Por André Singer |
AGENDA CLASSISTA
Ao dar centralidade à reforma da Previdência, o governo força divisão que dificultará a formação do pacto pró-retomada do desenvolvimento. Sindicalistas e empresários produtivos, que haviam se reaproximado no final de 2015, tenderão a se dividir. Não é para menos: a seguridade social está no centro da luta de classes contemporânea.
Marx demonstrou que, no capitalismo, a mais-valia, parcela do trabalho não paga e que aparece sob a forma de lucro, contrapõe de modo inconciliável patrões e empregados. Onde há venda da força de trabalho, existe exploração. Poder-se-ia dizer, então, que o assalariamento, em si, seria o pomo da discórdia.
Ocorre que o desenvolvimento histórico real deslocou a peleja para mecanismos que, sem eliminar o salário, compensam parcialmente a exploração. Usa-se parte dos fundos públicos para devolver ao assalariado algo do que lhe foi sonegado no processo de produção. A disputa fica em torno de quanto do recurso comum será destinado a essa compensação.
O empresariado quer limitar a expansão do total disponível (corte de impostos) e carrear a maior parcela do mesmo para a remuneração do próprio capital, por exemplo, via juros (superavit primário). Os sindicatos buscam sempre aumentar a parcela destinada a proteger os que vivem apenas do próprio labor.
Analistas de diversas tendências advertem, sem prejuízo de alguns reconhecerem as premissas acima, que a parcela da riqueza destinada ao fundo público tem limitações físicas. Não adianta tentar distribuir o que não existe. Acentuam, também, que o aumento da expectativa de vida implica gastos crescentes pelo simples fato de as pensões terem que ser pagas por muito mais tempo. Somados os dois fatores –disponibilidade real e envelhecimento prolongado–, concluem pela necessidade de repactuar o tema previdenciário.
Do ponto de vista teórico, eles têm parcela de razão. O que não nega o caráter classista que o debate vai, inevitavelmente, adquirir. Constatado que o tamanho relativo do bolo diminuiu, fica mais acirrada a disputa pela parte que cada um vai receber.
Será que o melhor momento para deflagrar este embate de soma zero –os que uns ganham, outros perdem– é o de uma economia em profunda recessão?

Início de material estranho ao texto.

//! Reformat-affy command - rewrite an Affymetrix VCF as GT:BAF:LRR.

use std::io::{self, BufRead, BufReader};
use std::path::PathBuf;

use clap::Args;

use crate::cli::OutputFormat;
use crate::output::affy::reformat_affy;
use crate::output::OutputTarget;
use crate::parsing::open_text;

/// Arguments for the reformat-affy command
#[derive(Args)]
pub struct AffyArgs {
    /// Affymetrix VCF whose FORMAT carries GT, BAF and LRR (plain or gzip);
    /// `-` for stdin
    pub input: PathBuf,

    /// Output VCF; `-` for stdout, a .gz suffix writes gzip
    #[arg(short, long, default_value = "-")]
    pub output: PathBuf,
}

/// Execute the reformat-affy command
///
/// # Errors
///
/// Returns an error if the input cannot be read or a record's FORMAT lacks
/// GT, BAF or LRR.
#[allow(clippy::needless_pass_by_value)]
pub fn run(args: AffyArgs, format: OutputFormat, verbose: bool) -> anyhow::Result<()> {
    let reader: Box<dyn BufRead> = if args.input.as_os_str() == "-" {
        Box::new(BufReader::new(io::stdin()))
    } else {
        open_text(&args.input)?
    };

    let mut target = OutputTarget::create(&args.output)?;
    let summary = reformat_affy(reader, &mut target)?;
    target.finish()?;

    match format {
        OutputFormat::Json => eprintln!(
            "{}",
            serde_json::json!({
                "records": summary.records,
                "missing_rs_id": summary.missing_rs_id,
            })
        ),
        OutputFormat::Tsv => {
            eprintln!("metric\tvalue");
            eprintln!("records\t{}", summary.records);
            eprintln!("missing_rs_id\t{}", summary.missing_rs_id);
        }
        OutputFormat::Text if verbose => eprintln!(
            "Reformatted {} records ({} without an rsID)",
            summary.records, summary.missing_rs_id
        ),
        OutputFormat::Text => {}
    }
    Ok(())
}
//! Small sequence helpers used for strand resolution.

/// Reverse-complement a nucleotide string.
///
/// Both cases of `A`, `C`, `G`, `T` are complemented to upper case; any other
/// symbol (IUPAC ambiguity codes, `-`, `I`/`D`) passes through unchanged.
#[must_use]
pub fn reverse_complement(seq: &str) -> String {
    seq.chars().rev().map(complement).collect()
}

fn complement(base: char) -> char {
    match base {
        'A' | 'a' => 'T',
        'C' | 'c' => 'G',
        'G' | 'g' => 'C',
        'T' | 't' => 'A',
        other => other,
    }
}

/// Levenshtein edit distance over bytes.
///
/// Against an empty operand the distance is the length of the other operand.
#[must_use]
pub fn levenshtein(a: &str, b: &str) -> usize {
    let a = a.as_bytes();
    let b = b.as_bytes();
    if a.is_empty() || b.is_empty() {
        return a.len().max(b.len());
    }

    // Single rolling column over `a`
    let mut column: Vec<usize> = (0..=a.len()).collect();
    for (x, &bc) in b.iter().enumerate() {
        let mut diagonal = column[0];
        column[0] = x + 1;
        for (y, &ac) in a.iter().enumerate() {
            let above = column[y + 1];
            let substitution = diagonal + usize::from(ac != bc);
            column[y + 1] = (above + 1).min(column[y] + 1).min(substitution);
            diagonal = above;
        }
    }
    column[a.len()]
}

/// Fraction of G/C over all symbols in the flanking context.
///
/// Ambiguity codes count toward the total but not toward G/C. An empty
/// context yields 0.
#[must_use]
pub fn gc_fraction(before: &str, after: &str) -> f64 {
    let mut gc = 0usize;
    let mut total = 0usize;
    for base in before.chars().chain(after.chars()) {
        if matches!(base, 'C' | 'G' | 'c' | 'g') {
            gc += 1;
        }
        total += 1;
    }

    if total == 0 {
        return 0.0;
    }
    #[allow(clippy::cast_precision_loss)]
    {
        gc as f64 / total as f64
    }
}

/// Leading window of at most `n` bytes
#[must_use]
pub fn prefix(s: &str, n: usize) -> &str {
    s.get(..n.min(s.len())).unwrap_or(s)
}

/// Trailing window of at most `n` bytes
#[must_use]
pub fn suffix(s: &str, n: usize) -> &str {
    s.get(s.len().saturating_sub(n)..).unwrap_or(s)
}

Não seria melhor esperar período de expansão para, com maior margem, impor perdas menores a quem quer que seja? Ou será que o capital avalia que, em virtude do desemprego, a resistência do trabalho será agora menor? Neste caso, compete a um suposto governo de trabalhadores cumprir o papel de aríete?
Não seria melhor esperar período de expansão para, com maior margem, impor perdas menores a quem quer que seja? Ou será que o capital avalia que, em virtude do desemprego, a resistência do trabalho será agora menor? Neste caso, compete a um suposto governo de trabalhadores cumprir o papel de aríete?
2 comentários:
Onde está o artigo , o link, direto ao André Singer?
Sugiro , e que se faça referência a publicação e data.
Por vezes, quem já conhece as posições do blogueiro, torna-se maçante ver longo artigo entremeado por "apartes".
Humberto, eu transcrevi o artigo do André Singer na íntegra e sem nenhum aparte.
Foi publicado na Folha de S. Paulo deste sábado, 21:
http://www1.folha.uol.com.br/colunas/andresinger/2016/02/1741351-agenda-classista.shtml
Não dei o endereço acima porque muitos leitores se queixam de que, não sendo assinantes nem da Folha nem do UOL, não conseguem abrir tais links.
Agora há pouco, tentei encontrar outro blogue que o tivesse publicado, mas não achei nenhum. Parece que os posicionamentos verdadeiramente de esquerda não são muito difundidos hoje em dia na web.